## Work item
Retype all of the data exactly as given.

## Material for this task
........

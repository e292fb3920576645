// src/utils/mod.rs

pub mod api_key;
pub mod hash;
pub mod html;
pub mod jwt;
pub mod response;
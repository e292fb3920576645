// src/models/api_key.rs

use serde::{Deserialize, Serialize};
use validator::Validate;

/// Represents the 'api_keys' table. Only the SHA-256 digest of a key is stored.
#[derive(Debug, Clone, Serialize, sqlx::FromRow)]
pub struct ApiKey {
    pub id: i64,
    pub partner_name: String,
    /// First characters of the plaintext, for identification in listings.
    pub prefix: String,
    #[serde(skip)]
    pub key_hash: String,
    pub created_at: chrono::DateTime<chrono::Utc>,
    pub revoked_at: Option<chrono::DateTime<chrono::Utc>>,
}

/// Insert payload for an API key.
#[derive(Debug, Clone)]
pub struct NewApiKey {
    pub partner_name: String,
    pub prefix: String,
    pub key_hash: String,
}

/// DTO for issuing a key.
#[derive(Debug, Deserialize, Validate)]
pub struct CreateApiKeyRequest {
    #[validate(length(min = 1, max = 100))]
    pub partner_name: String,
}

/// Returned exactly once, when the key is issued.
#[derive(Debug, Serialize)]
pub struct ApiKeyCreatedResponse {
    pub id: i64,
    pub partner_name: String,
    pub prefix: String,
    pub key: String,
}

/// Injected into partner requests by the API key middleware.
#[derive(Debug, Clone)]
pub struct PartnerContext {
    pub key_id: i64,
    pub partner_name: String,
}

........

## Exercise result
repository e292fb3920576645
// src/utils/mod.rs

pub mod api_key;
pub mod hash;
pub mod html;
pub mod jwt;
pub mod response;
repository e292fb3920576645
// src/models/api_key.rs

use serde::{Deserialize, Serialize};
use validator::Validate;

/// Represents the 'api_keys' table. Only the SHA-256 digest of a key is stored.
#[derive(Debug, Clone, Serialize, sqlx::FromRow)]
pub struct ApiKey {
    pub id: i64,
    pub partner_name: String,
    /// First characters of the plaintext, for identification in listings.
    pub prefix: String,
    #[serde(skip)]
    pub key_hash: String,
    pub created_at: chrono::DateTime<chrono::Utc>,
    pub revoked_at: Option<chrono::DateTime<chrono::Utc>>,
}

/// Insert payload for an API key.
#[derive(Debug, Clone)]
pub struct NewApiKey {
    pub partner_name: String,
    pub prefix: String,
    pub key_hash: String,
}

/// DTO for issuing a key.
#[derive(Debug, Deserialize, Validate)]
pub struct CreateApiKeyRequest {
    #[validate(length(min = 1, max = 100))]
    pub partner_name: String,
}

/// Returned exactly once, when the key is issued.
#[derive(Debug, Serialize)]
pub struct ApiKeyCreatedResponse {
    pub id: i64,
    pub partner_name: String,
    pub prefix: String,
    pub key: String,
}

/// Injected into partner requests by the API key middleware.
#[derive(Debug, Clone)]
pub struct PartnerContext {
    pub key_id: i64,
    pub partner_name: String,
}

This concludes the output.